The influence of salinity on D/H fractionation in dinosterol and brassicasterol from globally distributed saline and hypersaline lakes

Salinity, growth rate, growth stage, nutrient limitation and temperature have all been shown to influence the magnitude of D/H fractionation in algal lipids through laboratory and field studies. Of these factors, salinity has been studied most extensively in the field, but to date all such investigations have focused on transect studies within specific and isolated environments. Here we test the relationship between salinity and the magnitude of D/H fractionation in algal lipids through paired analyses of sedimentary and particulate lipid and water hydrogen isotope values at a wide range of continental and coastal lake sites spanning salinities from 0 to 117 ppt. Our results demonstrate broad consistency between D/H fractionations in dinosterol and brassicasterol with those obtained from previous work, with salinity changes of 1 ppt resulting in lipid δD changes of 0.7-1‰. Although our results also show variability in D/H fractionation between sites that is not related to salinity, the fact that any relationship emerges above the influences of other factors suggests that the salinity effect is dominant for some lipids in the majority of saline to hypersaline environments.

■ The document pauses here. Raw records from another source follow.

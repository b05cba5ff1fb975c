// 该文件是 Lubiao （路标） 项目的一部分。
// src/model/yolov8.rs - YOLOv8 检测头后处理
//
// 本文件根据 Apache 许可证第 2.0 版（以下简称“许可证”）授权使用；
// 除非遵守该许可证条款，否则您不得使用本文件。
// 您可通过以下网址获取许可证副本：
// http://www.apache.org/licenses/LICENSE-2.0
// 除非适用法律要求或书面同意，根据本许可协议分发的软件均按“原样”提供，
// 不附带任何形式的明示或暗示的保证或条件。
// 有关许可权限与限制的具体条款，请参阅本许可协议。
//
// Copyright (C) 2026 Johann Li <me@qinka.pro>, Wareless Group

//! YOLOv8 导出模型只有一个输出张量，形状为 `[1, 4 + 类别数, 锚点数]`，
//! 部分转换工具会转置为 `[1, 锚点数, 4 + 类别数]`。前 4 个通道是输入坐标系下的
//! `cx, cy, w, h`，其余通道是已经过 sigmoid 的类别得分。

use std::cmp::Ordering;

use tracing::debug;

use crate::{
  frame::Letterbox,
  model::{DetectItem, DetectParams},
};

pub const YOLOV8_INPUT_SIZE: u32 = 640;
pub const YOLOV8_STRIDES: [u32; 3] = [8, 16, 32];
const BOX_CHANNELS: usize = 4;

/// 输入尺寸对应的锚点总数，640 输入时为 8400
pub fn anchors_for(input_size: u32) -> usize {
  YOLOV8_STRIDES
    .iter()
    .map(|stride| {
      let side = (input_size / stride) as usize;
      side * side
    })
    .sum()
}

#[derive(Debug, Clone, Copy, PartialEq, Eq)]
pub enum HeadLayout {
  /// `[channels, anchors]`
  ChannelsFirst { channels: usize, anchors: usize },
  /// `[anchors, channels]`
  AnchorsFirst { anchors: usize, channels: usize },
}

impl HeadLayout {
  /// 根据输出形状判断布局，锚点数总是远大于通道数
  pub fn from_shape(shape: &[usize]) -> Option<Self> {
    let dims: Vec<usize> = shape.iter().copied().filter(|&d| d != 1).collect();
    match dims.as_slice() {
      [a, b] if a <= b && *a > BOX_CHANNELS => Some(HeadLayout::ChannelsFirst {
        channels: *a,
        anchors: *b,
      }),
      [a, b] if a > b && *b > BOX_CHANNELS => Some(HeadLayout::AnchorsFirst {
        anchors: *a,
        channels: *b,
      }),
      _ => None,
    }
  }

  /// 已知锚点数时根据数据长度推断通道数
  pub fn from_len(len: usize, anchors: usize) -> Option<Self> {
    if anchors == 0 || len % anchors != 0 {
      return None;
    }
    let channels = len / anchors;
    (channels > BOX_CHANNELS).then_some(HeadLayout::ChannelsFirst { channels, anchors })
  }

  pub fn channels(&self) -> usize {
    match *self {
      HeadLayout::ChannelsFirst { channels, .. } | HeadLayout::AnchorsFirst { channels, .. } => {
        channels
      }
    }
  }

  pub fn anchors(&self) -> usize {
    match *self {
      HeadLayout::ChannelsFirst { anchors, .. } | HeadLayout::AnchorsFirst { anchors, .. } => {
        anchors
      }
    }
  }

  pub fn num_classes(&self) -> usize {
    self.channels() - BOX_CHANNELS
  }

  fn len(&self) -> usize {
    self.channels() * self.anchors()
  }

  #[inline]
  fn value(&self, data: &[f32], channel: usize, anchor: usize) -> f32 {
    match *self {
      HeadLayout::ChannelsFirst { anchors, .. } => data[channel * anchors + anchor],
      HeadLayout::AnchorsFirst { channels, .. } => data[anchor * channels + channel],
    }
  }
}

pub fn decode(
  output: &[f32],
  layout: HeadLayout,
  letterbox: &Letterbox,
  params: &DetectParams,
) -> Vec<DetectItem> {
  if output.len() < layout.len() {
    debug!(
      "输出长度不足: 期望 {}, 实际 {}",
      layout.len(),
      output.len()
    );
    return Vec::new();
  }

  let mut candidates = Vec::new();
  for anchor in 0..layout.anchors() {
    let (score, class_id) = {
      let mut best = f32::MIN;
      let mut cls_idx = 0usize;
      for c in 0..layout.num_classes() {
        let score = layout.value(output, BOX_CHANNELS + c, anchor);
        if score > best {
          best = score;
          cls_idx = c;
        }
      }
      (best, cls_idx as u32)
    };

    if score < params.confidence {
      continue;
    }

    let cx = layout.value(output, 0, anchor);
    let cy = layout.value(output, 1, anchor);
    let w = layout.value(output, 2, anchor);
    let h = layout.value(output, 3, anchor);

    let (x_min, y_min) = letterbox.restore(cx - w / 2.0, cy - h / 2.0);
    let (x_max, y_max) = letterbox.restore(cx + w / 2.0, cy + h / 2.0);
    if x_min >= x_max || y_min >= y_max {
      continue;
    }

    candidates.push(DetectItem {
      class_id,
      score,
      bbox: [x_min, y_min, x_max, y_max],
    });
  }

  debug!("置信度筛选后候选框 {} 个", candidates.len());
  nms(candidates, params.iou, params.max_detections)
}

/// 按类别进行非极大值抑制，结果按得分降序
pub fn nms(mut items: Vec<DetectItem>, iou_threshold: f32, max_detections: usize) -> Vec<DetectItem> {
  items.sort_by(|a, b| b.score.partial_cmp(&a.score).unwrap_or(Ordering::Equal));

  let mut kept: Vec<DetectItem> = Vec::new();
  for item in items {
    if kept.len() >= max_detections {
      break;
    }
    let suppressed = kept
      .iter()
      .any(|k| k.class_id == item.class_id && iou(&k.bbox, &item.bbox) > iou_threshold);
    if !suppressed {
      kept.push(item);
    }
  }
  kept
}

pub fn iou(a: &[f32; 4], b: &[f32; 4]) -> f32 {
  let x_min = a[0].max(b[0]);
  let y_min = a[1].max(b[1]);
  let x_max = a[2].min(b[2]);
  let y_max = a[3].min(b[3]);

  let inter = (x_max - x_min).max(0.0) * (y_max - y_min).max(0.0);
  let area_a = (a[2] - a[0]).max(0.0) * (a[3] - a[1]).max(0.0);
  let area_b = (b[2] - b[0]).max(0.0) * (b[3] - b[1]).max(0.0);
  let union = area_a + area_b - inter;
  if union <= 0.0 { 0.0 } else { inter / union }
}

#[cfg(test)]
mod tests {
  use super::*;

  fn identity_letterbox() -> Letterbox {
    Letterbox {
      scale: 1.0,
      pad_x: 0.0,
      pad_y: 0.0,
      source_width: 100,
      source_height: 100,
    }
  }

  /// 构造 `[4 + classes, anchors]` 的输出张量
  fn head(classes: usize, boxes: &[([f32; 4], usize, f32)], anchors: usize) -> Vec<f32> {
    let channels = 4 + classes;
    let mut data = vec![0.0f32; channels * anchors];
    for (anchor, (bbox, class, score)) in boxes.iter().enumerate() {
      for (c, v) in bbox.iter().enumerate() {
        data[c * anchors + anchor] = *v;
      }
      data[(4 + class) * anchors + anchor] = *score;
    }
    data
  }

  #[test]
  fn anchors_for_default_input() {
    assert_eq!(anchors_for(YOLOV8_INPUT_SIZE), 8400);
  }

  #[test]
  fn layout_detection() {
    assert_eq!(
      HeadLayout::from_shape(&[1, 19, 8400]),
      Some(HeadLayout::ChannelsFirst {
        channels: 19,
        anchors: 8400
      })
    );
    assert_eq!(
      HeadLayout::from_shape(&[1, 8400, 19]),
      Some(HeadLayout::AnchorsFirst {
        anchors: 8400,
        channels: 19
      })
    );
    assert_eq!(HeadLayout::from_shape(&[1, 3, 8400]), None);
    assert_eq!(HeadLayout::from_len(19 * 8400, 8400).map(|l| l.num_classes()), Some(15));
    assert_eq!(HeadLayout::from_len(100, 8400), None);
  }

  #[test]
  fn decode_filters_by_confidence() {
    let data = head(
      2,
      &[([50.0, 50.0, 20.0, 20.0], 1, 0.9), ([20.0, 20.0, 10.0, 10.0], 0, 0.1)],
      4,
    );
    let layout = HeadLayout::ChannelsFirst {
      channels: 6,
      anchors: 4,
    };
    let items = decode(&data, layout, &identity_letterbox(), &DetectParams::default());
    assert_eq!(items.len(), 1);
    assert_eq!(items[0].class_id, 1);
    let [x0, y0, x1, y1] = items[0].bbox;
    assert!((x0 - 0.4).abs() < 1e-5 && (y0 - 0.4).abs() < 1e-5);
    assert!((x1 - 0.6).abs() < 1e-5 && (y1 - 0.6).abs() < 1e-5);
  }

  #[test]
  fn decode_reads_transposed_layout() {
    // 单个锚点，[anchors, channels]
    let data = vec![50.0, 50.0, 20.0, 20.0, 0.0, 0.8];
    let layout = HeadLayout::AnchorsFirst {
      anchors: 1,
      channels: 6,
    };
    let items = decode(&data, layout, &identity_letterbox(), &DetectParams::default());
    assert_eq!(items.len(), 1);
    assert_eq!(items[0].class_id, 1);
  }

  #[test]
  fn nms_suppresses_same_class_overlaps_only() {
    let a = DetectItem {
      class_id: 0,
      score: 0.9,
      bbox: [0.1, 0.1, 0.5, 0.5],
    };
    let b = DetectItem {
      score: 0.8,
      bbox: [0.12, 0.12, 0.5, 0.5],
      ..a.clone()
    };
    let c = DetectItem {
      class_id: 1,
      ..b.clone()
    };
    let kept = nms(vec![b, c, a.clone()], 0.45, 300);
    assert_eq!(kept.len(), 2);
    assert_eq!(kept[0], a);
    assert_eq!(kept[1].class_id, 1);
  }

  #[test]
  fn nms_respects_max_detections() {
    let items = (0..5)
      .map(|i| DetectItem {
        class_id: i,
        score: 0.5,
        bbox: [0.0, 0.0, 1.0, 1.0],
      })
      .collect();
    assert_eq!(nms(items, 0.45, 3).len(), 3);
  }

  #[test]
  fn iou_of_disjoint_boxes_is_zero() {
    assert_eq!(iou(&[0.0, 0.0, 0.1, 0.1], &[0.5, 0.5, 0.6, 0.6]), 0.0);
    assert!((iou(&[0.0, 0.0, 1.0, 1.0], &[0.0, 0.0, 1.0, 1.0]) - 1.0).abs() < 1e-6);
  }
}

This improved understanding of D/H fractionation in dinosterol and brassicasterol synthesis supports the use of these compounds as paleohydrologic indicators. When combined with D/H measurements from a second lipid or oxygen isotope measurements from carbonate, quantitative reconstructions of salinity and lake water isotope changes are possible. Extending the number of algal lipids within which a consistent relationship between D/H fractionation and salinity has been identified also supports the notion that the relationship is widespread among unicellular photoautotrophs.